Birden bir baktık, batı tarzı bir ülke yolunda ilerliyoruz. E haliyle hazımsızlık yapacaktı bu gelişmeler. Bir taraftan ‘CUMHURİYET ARİSTOKRATLARI’ ve onların şımarıklıkları. Öte yanda buz dağı hızında mesafe almaya alışmış sefil, cahil kitleler...

Neresinden baksanız olaylar kanlı çatışmalara yol açmadan devam ediyordu. Bazı kimseleri hıçkırık tutuyordu ama ortada can kaygusu yoktu, yoktu çünkü bir iç çatışma ne pahasına olursa olsun önlenmişti.
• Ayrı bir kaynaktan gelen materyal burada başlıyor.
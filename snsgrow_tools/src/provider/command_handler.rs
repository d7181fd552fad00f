use log::info;
use smmturk_tools::{NewProviderOrder, SmmTurkApi, SmmTurkConfig};

use crate::{
    formatting::{format_balance, format_order_created, format_provider_services, format_provider_status},
    provider::ProviderCommand,
};

pub async fn handle_provider_command(command: ProviderCommand) {
    use ProviderCommand::*;
    match command {
        Services { filter } => fetch_services(filter).await,
        Balance => fetch_balance().await,
        Status { provider_order_id } => fetch_status(provider_order_id).await,
        Add { service, link, quantity } => add_order(service, link, quantity).await,
    }
}

fn new_smmturk_api() -> SmmTurkApi {
    let config = SmmTurkConfig::new_from_env_or_default();
    match SmmTurkApi::new(config) {
        Ok(api) => api,
        Err(e) => {
            eprintln!("Error creating SMM Turk API client: {e}");
            std::process::exit(1);
        },
    }
}

pub async fn fetch_services(filter: Option<String>) {
    let api = new_smmturk_api();
    match api.fetch_services().await {
        Ok(services) => {
            let services = match filter.map(|f| f.to_lowercase()) {
                Some(f) => services
                    .into_iter()
                    .filter(|s| s.name.to_lowercase().contains(&f) || s.category.to_lowercase().contains(&f))
                    .collect(),
                None => services,
            };
            println!("{}", format_provider_services(&services));
        },
        Err(e) => eprintln!("Error fetching services: {e}"),
    }
}

pub async fn fetch_balance() {
    let api = new_smmturk_api();
    match api.get_balance().await {
        Ok(balance) => println!("{}", format_balance(&balance)),
        Err(e) => eprintln!("Error fetching balance: {e}"),
    }
}

pub async fn fetch_status(provider_order_id: String) {
    let api = new_smmturk_api();
    match api.get_order_status(&provider_order_id).await {
        Ok(status) => println!("{}", format_provider_status(&provider_order_id, &status)),
        Err(e) => eprintln!("Error fetching status for provider order {provider_order_id}: {e}"),
    }
}

pub async fn add_order(service: String, link: String, quantity: i64) {
    if quantity <= 0 {
        eprintln!("Quantity must be positive");
        return;
    }
    let api = new_smmturk_api();
    let order = NewProviderOrder::new(service, link, quantity);
    info!("Placing {quantity} x service {} for {}", order.service, order.link);
    match api.create_order(&order).await {
        Ok(created) => println!("{}", format_order_created(&created)),
        Err(e) => eprintln!("Error placing order: {e}"),
    }
}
 Oysa mesela Fransız devriminde yüzbinler ortadan kaybolmuştu. Sovyetler iktidar yürüyüşünde kendi insanlarından milyonlarcasını feda etmişti. İspanya iç savaşı ülkeyi felakete sürüklemişti, Almanya 1919’da nerdeyse paramparça oluyordu, engellemek için binlerce cana kıyılmıştı.

Bedavacı olunca ve her şeyi bedava sağlayınca ortada bir emek, zafer, yenilgi maddi ve manevi bir fedakarlık olmayınca ‘dünya böyleymiş’ sananların ucuz -dayılıkları- ortalığı sarıyor.

O zaman da memleket,

Bir narası ile tüm mahalleliyi evlerine hapis edebilen -kazmaların- memleketi olup çıkıyor.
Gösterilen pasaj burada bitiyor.